Almanya’nın sığınmacı histerisi

Almanya’nın sığınmacı histerisi

Fotoğraf: Envato

Paylaş

Almanya’da şu günlerde hükümet düzeyinde tam anlamıyla bir “sığınmacı histerisi” yaşanıyor. Halbuki bir-iki ay önce ülke genelinde halk arasında ölüm ve büyük tehlikeleri aşarak Yunanistan üzerinden Balkan ülkeleri rotasını takip ederek Almanya’ya ulaşan sığınmacılarla büyük bir dayanışma sergilenmişti. Gazete sayfaları ve televizyon ekranları Alman halkının dayanışma ve ‘hoşgeldin kültürü” örnekleriyle doluydu.
Bugün de çok fazla gösterilmese de halk arasında dayanışma her yerde devam ediyor. Eksilen fazla bir şey yok, ama yansıtan az. 

Devlet katında ise işi uyanıklığa vurup sorumluluğunu bir yana bırakıp, yükü gönüllü yurttaşların sırtına bindirme, hedef gösterme ve sığınmacılarla halk arasına mesafe koyma, bölmenin planlarını yapmaya başladı bile...

Hristiyan demokratlar ve sosyal demokratlardan (CDU/CSU-SPD) oluşan “büyük koalisyon” hükümeti olumlu havayı dağıtmak için canla başla çalışıyor. Yıl sonuna kadar 1.5 milyon sığınmacıya ev sahipliği yapılabileceğine dair açıklamaların aslında toplumda korku yaratma üzeriden devreye kurulduğu anlaşılıyor.
Bir kaç hafta önce ellerinde taşıdıkları “Kapıları açtığın için teşekkürler Almanya!”, “Seni seviyoruz Merkel!” dövizleriyle Almanya’ya giriş yapan sığınmacılar, şimdi büyük hayal kırıklığı içinde adeta “gidiş gönderilme törenleri”ne kendilerini hazırlıyorlar.

Nereden nereye...

En temel insan haklarından biri olan sığınma hakkını bir kez daha budamak için masaya yatıran Merkel Hükümeti bir kaç noktada önemli değişikler planlayarak, fiilen sığınmayı bir hak olmaktan da çıkarıyor.
Öngörülen yasal değişiklikleri, yapılmak istenenleri şu şekilde sıralamak mümkün:

a- Normal koşullarda Almanya’ya gelip sığınma başvurusu kabul edilen insanlar bir süre sonra eş ve çocukları yanına aldırabilirken, hükümet bu hakkı rafa kaldırmayı planlıyor. Gerekçe olarak da Suriye’den çok sayıda insanın geleceği gösteriliyor.

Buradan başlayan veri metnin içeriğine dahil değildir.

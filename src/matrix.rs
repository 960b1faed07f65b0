use faer::Mat;

use crate::error::{AlsError, Result};

// ── Observation storage ─────────────────────────────────────────────────

/// Row-major dense matrix. Used for observations and reconstructed predictions.
#[derive(Debug, Clone, PartialEq)]
pub struct DenseMatrix {
    nrows: usize,
    ncols: usize,
    data: Vec<f64>,
}

impl DenseMatrix {
    /// Build from a list of rows. Every row must have the same, non-zero length.
    pub fn from_rows(rows: &[Vec<f64>]) -> Result<Self> {
        if rows.is_empty() {
            return Err(AlsError::Shape("matrix has no rows".into()));
        }
        let ncols = rows[0].len();
        if ncols == 0 {
            return Err(AlsError::Shape("matrix has no columns".into()));
        }
        let mut data = Vec::with_capacity(rows.len() * ncols);
        for (i, row) in rows.iter().enumerate() {
            if row.len() != ncols {
                return Err(AlsError::Shape(format!(
                    "row {} has length {}, expected {}",
                    i,
                    row.len(),
                    ncols
                )));
            }
            data.extend_from_slice(row);
        }
        Ok(Self {
            nrows: rows.len(),
            ncols,
            data,
        })
    }

    /// Wrap a row-major buffer.
    pub fn from_row_major(nrows: usize, ncols: usize, data: Vec<f64>) -> Result<Self> {
        if nrows == 0 || ncols == 0 {
            return Err(AlsError::Shape(format!(
                "matrix must be non-empty, got {}x{}",
                nrows, ncols
            )));
        }
        if data.len() != nrows * ncols {
            return Err(AlsError::Shape(format!(
                "buffer of length {} cannot hold a {}x{} matrix",
                data.len(),
                nrows,
                ncols
            )));
        }
        Ok(Self { nrows, ncols, data })
    }

    pub fn zeros(nrows: usize, ncols: usize) -> Self {
        Self {
            nrows,
            ncols,
            data: vec![0.0; nrows * ncols],
        }
    }

    #[inline]
    pub fn nrows(&self) -> usize {
        self.nrows
    }

    #[inline]
    pub fn ncols(&self) -> usize {
        self.ncols
    }

    #[inline]
    pub fn get(&self, row: usize, col: usize) -> f64 {
        self.data[row * self.ncols + col]
    }

    #[inline]
    pub fn set(&mut self, row: usize, col: usize, value: f64) {
        self.data[row * self.ncols + col] = value;
    }

    #[inline]
    pub fn row(&self, row: usize) -> &[f64] {
        &self.data[row * self.ncols..(row + 1) * self.ncols]
    }

    /// Copy of one column. Prefer `transpose().row(j)` when reading many columns.
    pub fn column(&self, col: usize) -> Vec<f64> {
        (0..self.nrows).map(|r| self.get(r, col)).collect()
    }

    /// Yields nothing when the matrix has no columns.
    pub fn rows(&self) -> impl Iterator<Item = &[f64]> {
        self.data.chunks_exact(self.ncols.max(1))
    }

    pub fn as_slice(&self) -> &[f64] {
        &self.data
    }

    pub fn transpose(&self) -> DenseMatrix {
        let mut out = vec![0.0; self.data.len()];
        for (r, row) in self.rows().enumerate() {
            for (c, &v) in row.iter().enumerate() {
                out[c * self.nrows + r] = v;
            }
        }
        DenseMatrix {
            nrows: self.ncols,
            ncols: self.nrows,
            data: out,
        }
    }

    /// Number of entries strictly greater than zero.
    pub fn observed_count(&self) -> usize {
        self.data.iter().filter(|&&v| v > 0.0).count()
    }

    pub fn to_mat(&self) -> Mat<f64> {
        Mat::from_fn(self.nrows, self.ncols, |r, c| self.get(r, c))
    }

    pub fn to_rows(&self) -> Vec<Vec<f64>> {
        self.rows().map(|r| r.to_vec()).collect()
    }
}

// ── Factor storage ──────────────────────────────────────────────────────

/// `rank × n` factor matrix. Each column is one latent vector and is stored
/// contiguously, so a whole column can be handed out as `&mut [f64]`.
#[derive(Debug, Clone, PartialEq)]
pub struct FactorMatrix {
    rank: usize,
    ncols: usize,
    data: Vec<f64>,
}

impl FactorMatrix {
    pub fn zeros(rank: usize, ncols: usize) -> Self {
        Self::filled(rank, ncols, 0.0)
    }

    pub fn filled(rank: usize, ncols: usize, value: f64) -> Self {
        Self {
            rank,
            ncols,
            data: vec![value; rank * ncols],
        }
    }

    /// Build from `f(feature, column)`.
    pub fn from_fn(rank: usize, ncols: usize, mut f: impl FnMut(usize, usize) -> f64) -> Self {
        let mut data = Vec::with_capacity(rank * ncols);
        for c in 0..ncols {
            for r in 0..rank {
                data.push(f(r, c));
            }
        }
        Self { rank, ncols, data }
    }

    /// Number of latent features (rows).
    #[inline]
    pub fn rank(&self) -> usize {
        self.rank
    }

    #[inline]
    pub fn nrows(&self) -> usize {
        self.rank
    }

    #[inline]
    pub fn ncols(&self) -> usize {
        self.ncols
    }

    #[inline]
    pub fn get(&self, feature: usize, col: usize) -> f64 {
        self.data[col * self.rank + feature]
    }

    #[inline]
    pub fn column(&self, col: usize) -> &[f64] {
        &self.data[col * self.rank..(col + 1) * self.rank]
    }

    #[inline]
    pub fn column_mut(&mut self, col: usize) -> &mut [f64] {
        &mut self.data[col * self.rank..(col + 1) * self.rank]
    }

    /// Yields nothing when the rank is zero.
    pub fn columns(&self) -> impl Iterator<Item = &[f64]> {
        self.data.chunks_exact(self.rank.max(1))
    }

    /// Column-contiguous buffer, `ncols` chunks of `rank`.
    pub fn as_slice(&self) -> &[f64] {
        &self.data
    }

    pub(crate) fn as_mut_slice(&mut self) -> &mut [f64] {
        &mut self.data
    }

    /// Row `feature` across all columns.
    pub fn feature_row(&self, feature: usize) -> Vec<f64> {
        self.columns().map(|c| c[feature]).collect()
    }

    /// `rank × ncols` faer matrix.
    pub fn to_mat(&self) -> Mat<f64> {
        Mat::from_fn(self.rank, self.ncols, |r, c| self.get(r, c))
    }

    pub fn to_rows(&self) -> Vec<Vec<f64>> {
        (0..self.rank).map(|f| self.feature_row(f)).collect()
    }
}

#[cfg(test)]
mod tests {
    use super::*;

    #[test]
    fn ragged_rows_are_rejected() {
        let err = DenseMatrix::from_rows(&[vec![1.0, 2.0], vec![3.0]]).unwrap_err();
        assert!(matches!(err, AlsError::Shape(_)));
    }

    #[test]
    fn empty_matrix_is_rejected() {
        assert!(matches!(
            DenseMatrix::from_rows(&[]),
            Err(AlsError::Shape(_))
        ));
        assert!(matches!(
            DenseMatrix::from_rows(&[vec![], vec![]]),
            Err(AlsError::Shape(_))
        ));
        assert!(matches!(
            DenseMatrix::from_row_major(2, 2, vec![1.0; 3]),
            Err(AlsError::Shape(_))
        ));
    }

    #[test]
    fn transpose_swaps_rows_and_columns() {
        let m = DenseMatrix::from_rows(&[vec![1.0, 2.0, 3.0], vec![4.0, 5.0, 6.0]]).unwrap();
        let t = m.transpose();
        assert_eq!(t.nrows(), 3);
        assert_eq!(t.ncols(), 2);
        assert_eq!(t.row(0), &[1.0, 4.0]);
        assert_eq!(t.row(2), &[3.0, 6.0]);
        assert_eq!(m.column(1), t.row(1).to_vec());
        assert_eq!(t.transpose(), m);
    }

    #[test]
    fn degenerate_shapes_iterate_nothing() {
        assert_eq!(DenseMatrix::zeros(5, 0).rows().count(), 0);
        assert_eq!(DenseMatrix::zeros(0, 5).rows().count(), 0);
        assert_eq!(FactorMatrix::zeros(0, 4).columns().count(), 0);
        assert!(FactorMatrix::zeros(0, 4).to_rows().is_empty());
    }

    #[test]
    fn factor_columns_are_contiguous() {
        let f = FactorMatrix::from_fn(2, 3, |r, c| (r * 10 + c) as f64);
        assert_eq!(f.column(1), &[1.0, 11.0]);
        assert_eq!(f.feature_row(1), vec![10.0, 11.0, 12.0]);
        let m = f.to_mat();
        assert_eq!(m.nrows(), 2);
        assert_eq!(m.ncols(), 3);
        assert_eq!(m[(1, 2)], 12.0);
    }
}
use faer::linalg::matmul::matmul;
use faer::{Accum, Mat, Par};

use crate::error::{AlsError, Result};
use crate::matrix::{DenseMatrix, FactorMatrix};
use crate::normal::dot;

/// Output of a finished run: row factors `P` (`k × rows`) and column factors `Q` (`k × cols`).
#[derive(Debug, Clone, PartialEq)]
pub struct Factorization {
    p: FactorMatrix,
    q: FactorMatrix,
}

impl Factorization {
    pub fn new(p: FactorMatrix, q: FactorMatrix) -> Result<Self> {
        if p.rank() == 0 {
            return Err(AlsError::Shape("factors must have at least one feature".into()));
        }
        if p.rank() != q.rank() {
            return Err(AlsError::Shape(format!(
                "row factors have rank {}, column factors have rank {}",
                p.rank(),
                q.rank()
            )));
        }
        Ok(Self { p, q })
    }

    pub fn p(&self) -> &FactorMatrix {
        &self.p
    }

    pub fn q(&self) -> &FactorMatrix {
        &self.q
    }

    pub fn into_parts(self) -> (FactorMatrix, FactorMatrix) {
        (self.p, self.q)
    }

    pub fn rank(&self) -> usize {
        self.p.rank()
    }

    /// Predicted strength for `(row, col)`: `P[:, row] · Q[:, col]`.
    #[inline]
    pub fn predict(&self, row: usize, col: usize) -> f64 {
        dot(self.p.column(row), self.q.column(col))
    }

    /// Full prediction matrix `Pᵀ Q`.
    pub fn reconstruct(&self) -> DenseMatrix {
        let rows = self.p.ncols();
        let cols = self.q.ncols();
        let p = self.p.to_mat();
        let q = self.q.to_mat();
        let mut out = Mat::<f64>::zeros(rows, cols);
        matmul(
            out.as_mut(),
            Accum::Replace,
            p.as_ref().transpose(),
            q.as_ref(),
            1.0,
            Par::rayon(0),
        );

        let mut dense = DenseMatrix::zeros(rows, cols);
        for r in 0..rows {
            for c in 0..cols {
                dense.set(r, c, out[(r, c)]);
            }
        }
        dense
    }

    /// Root mean squared error over the observed (> 0) entries of `observations`.
    /// Returns 0 when nothing is observed.
    pub fn rmse(&self, observations: &DenseMatrix) -> Result<f64> {
        self.check_shape(observations)?;
        Ok(observed_rmse(&self.p, &self.q, observations))
    }

    /// Top `n` columns for `row` by predicted score, highest first.
    /// Columns observed in `exclude` (if given) are skipped.
    pub fn recommend(
        &self,
        row: usize,
        n: usize,
        exclude: Option<&DenseMatrix>,
    ) -> Result<Vec<(usize, f64)>> {
        if row >= self.p.ncols() {
            return Err(AlsError::Shape(format!(
                "row {} out of range for {} rows",
                row,
                self.p.ncols()
            )));
        }
        if let Some(obs) = exclude {
            self.check_shape(obs)?;
        }

        let u = self.p.column(row);
        let mut scored: Vec<(usize, f64)> = (0..self.q.ncols())
            .filter(|&c| exclude.map_or(true, |obs| obs.get(row, c) <= 0.0))
            .map(|c| (c, dot(u, self.q.column(c))))
            .collect();

        let take = n.min(scored.len());
        if take == 0 {
            return Ok(vec![]);
        }
        // total_cmp keeps the order total even for NaN scores; ties go to the lower column
        let by_score = |a: &(usize, f64), b: &(usize, f64)| b.1.total_cmp(&a.1).then(a.0.cmp(&b.0));
        scored.select_nth_unstable_by(take - 1, by_score);
        scored.truncate(take);
        scored.sort_unstable_by(by_score);
        Ok(scored)
    }

    fn check_shape(&self, observations: &DenseMatrix) -> Result<()> {
        if observations.nrows() != self.p.ncols() || observations.ncols() != self.q.ncols() {
            return Err(AlsError::Shape(format!(
                "observations are {}x{}, factorization covers {}x{}",
                observations.nrows(),
                observations.ncols(),
                self.p.ncols(),
                self.q.ncols()
            )));
        }
        Ok(())
    }
}

pub(crate) fn observed_rmse(p: &FactorMatrix, q: &FactorMatrix, observations: &DenseMatrix) -> f64 {
    let mut sse = 0.0;
    let mut count = 0usize;
    for (r, row) in observations.rows().enumerate() {
        let pr = p.column(r);
        for (c, &v) in row.iter().enumerate() {
            if v > 0.0 {
                let e = dot(pr, q.column(c)) - v;
                sse += e * e;
                count += 1;
            }
        }
    }
    if count == 0 {
        0.0
    } else {
        (sse / count as f64).sqrt()
    }
}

b- Savaşın sürdüğü ülkeler de “güvenli ülke” ilan ediliyor. Örneğin Suriyelilerden sonra en büyük grubu oluşturan Afganistanlıların, Afganistan’da çatışmanın olmadığı “güvenli” bölgelere sınır dışı edilmeleri isteniyor.

c- Balkan ülkeleri ya da diğer AB ülkelerine kurulamayan “transit bölgeler” şimdi “transit kamplar” halinde Almanya’nın güney sınırında hayata geçiriliyor. Gelen sığınmacıların başvuruları bu kamplarda alındıktan sonra ülkeye giriş yapıp yapmayacaklarına karar veriliyor. Bu da yasal bir hak olan sığınma başvurusunda bulunmayı fiilen kaldırıyor.

d- Yaz aylarında rafa kaldırılan Dublin II Anlaşması yeniden devreye konuluyor. Başka bir değişle, 21 Ekim’den itibaren bir AB ülkesi üzerinden Almanya’ya geldiği tespit edilen sığınmacılar, geçiş yaptıkları ülkelere geri gönderilecekler. Daha önce yürürlükte olan bu uygulama, yoğun sığınmacı akını nedeniyle kaldırılmıştı.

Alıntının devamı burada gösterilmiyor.